Tickets for the various bites were tiered at $3, $5, and $7, and in this culinary jumble you could go the more traditional route if desired and try sweet, deep-red Longganisa sausage, fish balls doused in sweet soy sauce and chilli vin, noodles, or choose one from many miles and miles of pork and beef skewers.
Else you could opt for choices inspired by more recent trends such as pork belly kadyos served with coconut rice and jack fruit salsa, or Boy Bawang Fried Chicken Sliders.
While the kwek-kwek battered fried quail eggs were a first time try for me, fried to perfection and pretty tasty, the wait mid-afternoon neared thirty minutes for only a few bites. Not many choices for vegetarians, either. It didn't help that many of the vendors ran out of their $3 items (and the Ube Chocolate Chip Cookies!) during this time, which meant I had to wait in another line afterwards to refund, upgrade, or exchange those tickets.
Though I will say waiting in the heat encouraged me to down cup after cup of $1 drinks available at every stand, ranging from my favourite, fresh watermelon juice with calamansi and chillies, to coconut lychee juice, cantaloupe water, and mango mint lemonade, not to mention plantain banana and jackfruit spring rolls with ice cream for dessert.

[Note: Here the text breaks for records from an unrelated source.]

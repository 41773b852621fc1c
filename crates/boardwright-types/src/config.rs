//! Configuration schema for the completion orchestrator.
//!
//! All structs accept both `snake_case` and `camelCase` keys in JSON via
//! `#[serde(alias)]`, and every field has a default so a partial (or empty)
//! config file is valid. Unknown fields are ignored.
//!
//! Environment overrides use the conventional deployment variables
//! (`ANTHROPIC_API_KEY`, `OPENAI_API_KEY`, `DEFAULT_MODEL`,
//! `FALLBACK_MODEL`, `ENABLE_CACHING`, `ENABLE_STREAMING`, `CACHE_TTL`) and
//! are applied through [`OrchestratorConfig::with_env_overrides`], which
//! takes the lookup function as a parameter.

use serde::{Deserialize, Serialize};

use crate::secret::SecretString;

/// Default primary model.
pub const DEFAULT_PRIMARY_MODEL: &str = "claude-3-5-sonnet-20241022";

/// Default fallback model.
pub const DEFAULT_FALLBACK_MODEL: &str = "gpt-4-turbo-preview";

fn default_true() -> bool {
    true
}

// ── Root config ──────────────────────────────────────────────────────────

/// Root configuration, consumed once when the orchestrator is built.
#[derive(Debug, Clone, Serialize, Deserialize)]
pub struct OrchestratorConfig {
    /// Provider credentials and endpoints.
    #[serde(default)]
    pub providers: ProvidersConfig,

    /// Model used when a request does not name one.
    #[serde(default = "default_primary_model", alias = "primaryModel")]
    pub primary_model: String,

    /// Model tried once after the primary call is exhausted.
    #[serde(default = "default_fallback_model", alias = "fallbackModel")]
    pub fallback_model: String,

    /// Response cache settings.
    #[serde(default)]
    pub cache: CacheConfig,

    /// Streaming settings.
    #[serde(default)]
    pub streaming: StreamingConfig,

    /// Retry/backoff settings.
    #[serde(default)]
    pub retry: RetrySettings,

    /// Number of usage-metric records kept for aggregate statistics.
    #[serde(default = "default_metrics_window", alias = "metricsWindow")]
    pub metrics_window: usize,

    /// HTTP server settings.
    #[serde(default)]
    pub server: ServerConfig,
}

fn default_primary_model() -> String {
    DEFAULT_PRIMARY_MODEL.into()
}

fn default_fallback_model() -> String {
    DEFAULT_FALLBACK_MODEL.into()
}

fn default_metrics_window() -> usize {
    1000
}

impl Default for OrchestratorConfig {
    fn default() -> Self {
        Self {
            providers: ProvidersConfig::default(),
            primary_model: default_primary_model(),
            fallback_model: default_fallback_model(),
            cache: CacheConfig::default(),
            streaming: StreamingConfig::default(),
            retry: RetrySettings::default(),
            metrics_window: default_metrics_window(),
            server: ServerConfig::default(),
        }
    }
}

impl OrchestratorConfig {
    /// Default config with overrides read from the process environment.
    pub fn from_env() -> Self {
        Self::default().with_env_overrides(|key| std::env::var(key).ok())
    }

    /// Apply environment-style overrides using `lookup` to read variables.
    ///
    /// API keys are only filled from the environment when the config file
    /// did not set one. Model and feature flags always take the
    /// environment value when present.
    pub fn with_env_overrides<F>(mut self, lookup: F) -> Self
    where
        F: Fn(&str) -> Option<String>,
    {
        for settings in [&mut self.providers.anthropic, &mut self.providers.openai] {
            if settings.api_key.is_empty()
                && let Some(key) = lookup(&settings.api_key_env)
            {
                settings.api_key = SecretString::new(key);
            }
        }

        if let Some(model) = lookup("DEFAULT_MODEL").filter(|m| !m.trim().is_empty()) {
            self.primary_model = model;
        }
        if let Some(model) = lookup("FALLBACK_MODEL").filter(|m| !m.trim().is_empty()) {
            self.fallback_model = model;
        }
        if let Some(flag) = lookup("ENABLE_CACHING") {
            self.cache.enabled = flag != "false";
        }
        if let Some(flag) = lookup("ENABLE_STREAMING") {
            self.streaming.enabled = flag != "false";
        }
        if let Some(ttl) = lookup("CACHE_TTL").and_then(|v| v.trim().parse::<u64>().ok()) {
            self.cache.ttl_secs = ttl;
        }
        self
    }
}

// ── Providers ────────────────────────────────────────────────────────────

/// Per-provider settings for the two built-in backends.
#[derive(Debug, Clone, Serialize, Deserialize)]
pub struct ProvidersConfig {
    /// Anthropic Messages API.
    #[serde(default = "ProviderSettings::anthropic")]
    pub anthropic: ProviderSettings,

    /// OpenAI Chat Completions API.
    #[serde(default = "ProviderSettings::openai")]
    pub openai: ProviderSettings,
}

impl Default for ProvidersConfig {
    fn default() -> Self {
        Self {
            anthropic: ProviderSettings::anthropic(),
            openai: ProviderSettings::openai(),
        }
    }
}

/// Connection settings for one provider.
#[derive(Debug, Clone, Serialize, Deserialize)]
pub struct ProviderSettings {
    /// Explicit API key. Empty means "read `api_key_env`".
    #[serde(default, alias = "apiKey")]
    pub api_key: SecretString,

    /// Environment variable holding the API key.
    #[serde(default, alias = "apiKeyEnv")]
    pub api_key_env: String,

    /// API base URL (no trailing endpoint path).
    #[serde(default, alias = "baseUrl")]
    pub base_url: String,

    /// Transport timeout in seconds.
    #[serde(default = "default_timeout_secs", alias = "timeoutSecs")]
    pub timeout_secs: u64,

    /// Additional model ids this provider should accept.
    #[serde(default)]
    pub models: Vec<String>,
}

fn default_timeout_secs() -> u64 {
    120
}

impl ProviderSettings {
    /// Built-in Anthropic settings.
    pub fn anthropic() -> Self {
        Self {
            api_key: SecretString::default(),
            api_key_env: "ANTHROPIC_API_KEY".into(),
            base_url: "https://api.anthropic.com/v1".into(),
            timeout_secs: default_timeout_secs(),
            models: Vec::new(),
        }
    }

    /// Built-in OpenAI settings.
    pub fn openai() -> Self {
        Self {
            api_key: SecretString::default(),
            api_key_env: "OPENAI_API_KEY".into(),
            base_url: "https://api.openai.com/v1".into(),
            timeout_secs: default_timeout_secs(),
            models: Vec::new(),
        }
    }

    /// Returns `true` when an API key is available.
    pub fn is_configured(&self) -> bool {
        !self.api_key.is_empty()
    }
}

// ── Cache ────────────────────────────────────────────────────────────────

/// Response cache settings.
#[derive(Debug, Clone, Serialize, Deserialize)]
pub struct CacheConfig {
    /// Whether blocking completions are cached.
    #[serde(default = "default_true")]
    pub enabled: bool,

    /// Store-wide time-to-live in seconds.
    #[serde(default = "default_cache_ttl", alias = "ttlSecs")]
    pub ttl_secs: u64,

    /// Maximum number of entries before LRU eviction.
    #[serde(default = "default_cache_max_entries", alias = "maxEntries")]
    pub max_entries: usize,
}

fn default_cache_ttl() -> u64 {
    3600
}

fn default_cache_max_entries() -> usize {
    1000
}

impl Default for CacheConfig {
    fn default() -> Self {
        Self {
            enabled: true,
            ttl_secs: default_cache_ttl(),
            max_entries: default_cache_max_entries(),
        }
    }
}

// ── Streaming ────────────────────────────────────────────────────────────

/// Streaming settings.
#[derive(Debug, Clone, Serialize, Deserialize)]
pub struct StreamingConfig {
    /// When false, streaming calls degrade to a single blocking completion.
    #[serde(default = "default_true")]
    pub enabled: bool,
}

impl Default for StreamingConfig {
    fn default() -> Self {
        Self { enabled: true }
    }
}

// ── Retry ────────────────────────────────────────────────────────────────

/// Retry/backoff settings.
#[derive(Debug, Clone, Serialize, Deserialize)]
pub struct RetrySettings {
    /// Retries after the first attempt.
    #[serde(default = "default_max_retries", alias = "maxRetries")]
    pub max_retries: u32,

    /// Delay before the first retry, in milliseconds.
    #[serde(default = "default_initial_delay_ms", alias = "initialDelayMs")]
    pub initial_delay_ms: u64,

    /// Upper bound on any single delay, in milliseconds.
    #[serde(default = "default_max_delay_ms", alias = "maxDelayMs")]
    pub max_delay_ms: u64,

    /// Multiplier applied per attempt.
    #[serde(default = "default_backoff_multiplier", alias = "backoffMultiplier")]
    pub backoff_multiplier: f64,

    /// Tokens that mark an error retryable when found in its code or message.
    #[serde(default = "default_retryable_codes", alias = "retryableErrorCodes")]
    pub retryable_codes: Vec<String>,
}

fn default_max_retries() -> u32 {
    3
}

fn default_initial_delay_ms() -> u64 {
    1000
}

fn default_max_delay_ms() -> u64 {
    30_000
}

fn default_backoff_multiplier() -> f64 {
    2.0
}

/// The default retryable error tokens.
pub fn default_retryable_codes() -> Vec<String> {
    [
        "RATE_LIMIT",
        "TIMEOUT",
        "SERVICE_UNAVAILABLE",
        "NETWORK_ERROR",
        "429",
        "503",
        "504",
    ]
    .into_iter()
    .map(String::from)
    .collect()
}

impl Default for RetrySettings {
    fn default() -> Self {
        Self {
            max_retries: default_max_retries(),
            initial_delay_ms: default_initial_delay_ms(),
            max_delay_ms: default_max_delay_ms(),
            backoff_multiplier: default_backoff_multiplier(),
            retryable_codes: default_retryable_codes(),
        }
    }
}

// ── Server ───────────────────────────────────────────────────────────────

/// HTTP server settings.
#[derive(Debug, Clone, Serialize, Deserialize)]
pub struct ServerConfig {
    /// Socket address to bind.
    #[serde(default = "default_bind")]
    pub bind: String,

    /// Allowed CORS origins. Empty means permissive.
    #[serde(default, alias = "corsOrigins")]
    pub cors_origins: Vec<String>,
}

fn default_bind() -> String {
    "127.0.0.1:3000".into()
}

impl Default for ServerConfig {
    fn default() -> Self {
        Self {
            bind: default_bind(),
            cors_origins: Vec::new(),
        }
    }
}

#[cfg(test)]
mod tests {
    use super::*;
    use std::collections::HashMap;

    fn env(pairs: &[(&str, &str)]) -> impl Fn(&str) -> Option<String> {
        let map: HashMap<String, String> = pairs
            .iter()
            .map(|(k, v)| ((*k).to_owned(), (*v).to_owned()))
            .collect();
        move |key| map.get(key).cloned()
    }

    #[test]
    fn defaults_match_deployment_conventions() {
        let cfg = OrchestratorConfig::default();
        assert_eq!(cfg.primary_model, "claude-3-5-sonnet-20241022");
        assert_eq!(cfg.fallback_model, "gpt-4-turbo-preview");
        assert!(cfg.cache.enabled);
        assert_eq!(cfg.cache.ttl_secs, 3600);
        assert_eq!(cfg.cache.max_entries, 1000);
        assert!(cfg.streaming.enabled);
        assert_eq!(cfg.retry.max_retries, 3);
        assert_eq!(cfg.retry.initial_delay_ms, 1000);
        assert_eq!(cfg.retry.max_delay_ms, 30_000);
        assert_eq!(cfg.retry.retryable_codes.len(), 7);
        assert_eq!(cfg.metrics_window, 1000);
        assert!(!cfg.providers.anthropic.is_configured());
        assert!(!cfg.providers.openai.is_configured());
    }

    #[test]
    fn empty_json_is_a_valid_config() {
        let cfg: OrchestratorConfig = serde_json::from_str("{}").unwrap();
        assert_eq!(cfg.primary_model, DEFAULT_PRIMARY_MODEL);
        assert_eq!(cfg.providers.openai.api_key_env, "OPENAI_API_KEY");
        assert_eq!(cfg.providers.anthropic.base_url, "https://api.anthropic.com/v1");
    }

    #[test]
    fn camel_case_aliases() {
        let json = r#"{
            "primaryModel": "gpt-4",
            "fallbackModel": "gpt-3.5-turbo",
            "cache": {"ttlSecs": 60, "maxEntries": 5},
            "retry": {"maxRetries": 1, "initialDelayMs": 10},
            "providers": {"openai": {"apiKey": "sk-x", "baseUrl": "http://localhost:9"}}
        }"#;
        let cfg: OrchestratorConfig = serde_json::from_str(json).unwrap();
        assert_eq!(cfg.primary_model, "gpt-4");
        assert_eq!(cfg.fallback_model, "gpt-3.5-turbo");
        assert_eq!(cfg.cache.ttl_secs, 60);
        assert_eq!(cfg.cache.max_entries, 5);
        assert_eq!(cfg.retry.max_retries, 1);
        assert_eq!(cfg.retry.max_delay_ms, 30_000);
        assert_eq!(cfg.providers.openai.api_key.expose(), "sk-x");
        assert_eq!(cfg.providers.openai.base_url, "http://localhost:9");
        // Untouched provider keeps its built-in defaults.
        assert_eq!(cfg.providers.anthropic.api_key_env, "ANTHROPIC_API_KEY");
    }

    #[test]
    fn env_overrides_apply() {
        let cfg = OrchestratorConfig::default().with_env_overrides(env(&[
            ("ANTHROPIC_API_KEY", "sk-ant"),
            ("DEFAULT_MODEL", "gpt-4"),
            ("FALLBACK_MODEL", "gpt-3.5-turbo"),
            ("ENABLE_CACHING", "false"),
            ("ENABLE_STREAMING", "yes"),
            ("CACHE_TTL", "120"),
        ]));
        assert_eq!(cfg.providers.anthropic.api_key.expose(), "sk-ant");
        assert!(!cfg.providers.openai.is_configured());
        assert_eq!(cfg.primary_model, "gpt-4");
        assert_eq!(cfg.fallback_model, "gpt-3.5-turbo");
        assert!(!cfg.cache.enabled);
        assert!(cfg.streaming.enabled);
        assert_eq!(cfg.cache.ttl_secs, 120);
    }

    #[test]
    fn explicit_key_wins_over_env() {
        let mut cfg = OrchestratorConfig::default();
        cfg.providers.openai.api_key = SecretString::new("from-file");
        let cfg = cfg.with_env_overrides(env(&[("OPENAI_API_KEY", "from-env")]));
        assert_eq!(cfg.providers.openai.api_key.expose(), "from-file");
    }

    #[test]
    fn bad_cache_ttl_is_ignored() {
        let cfg = OrchestratorConfig::default().with_env_overrides(env(&[("CACHE_TTL", "soon")]));
        assert_eq!(cfg.cache.ttl_secs, 3600);
    }

    #[test]
    fn serialized_config_hides_keys() {
        let mut cfg = OrchestratorConfig::default();
        cfg.providers.anthropic.api_key = SecretString::new("sk-ant-secret");
        let json = serde_json::to_string(&cfg).unwrap();
        assert!(!json.contains("sk-ant-secret"));
    }
}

Out of all the Pinoy entries, I was impressed most with the joint efforts of the people over at Horse & Carriage. Rather than an established restaurant outfit like most of the other street eat booths, this was a collective of food lovers which included a doctor, a writer, and others, though I recognized one of the cooks as being from The Ace over on Roncesvalles.
Cooked on a slow-roasted spit, carved pieces of lechon kawali was served atop white wonder bread, but not before the latter was slicked with a sugary butter concoction and then torched to crystallize. Same deal for their Longganisa, which were less sweet than the traditional variety, and both were served with atchara, a pickled unripe papaya.
Oddly Horse & Carriage had one of the shorter lines, but this might be testament to their quick plating which was not always happening elsewhere. All in all, since the quality and care put into the dishes at this event would likely best even the gutsiest roadside kitchen shack, if you want to try everything, I recommend going early next year.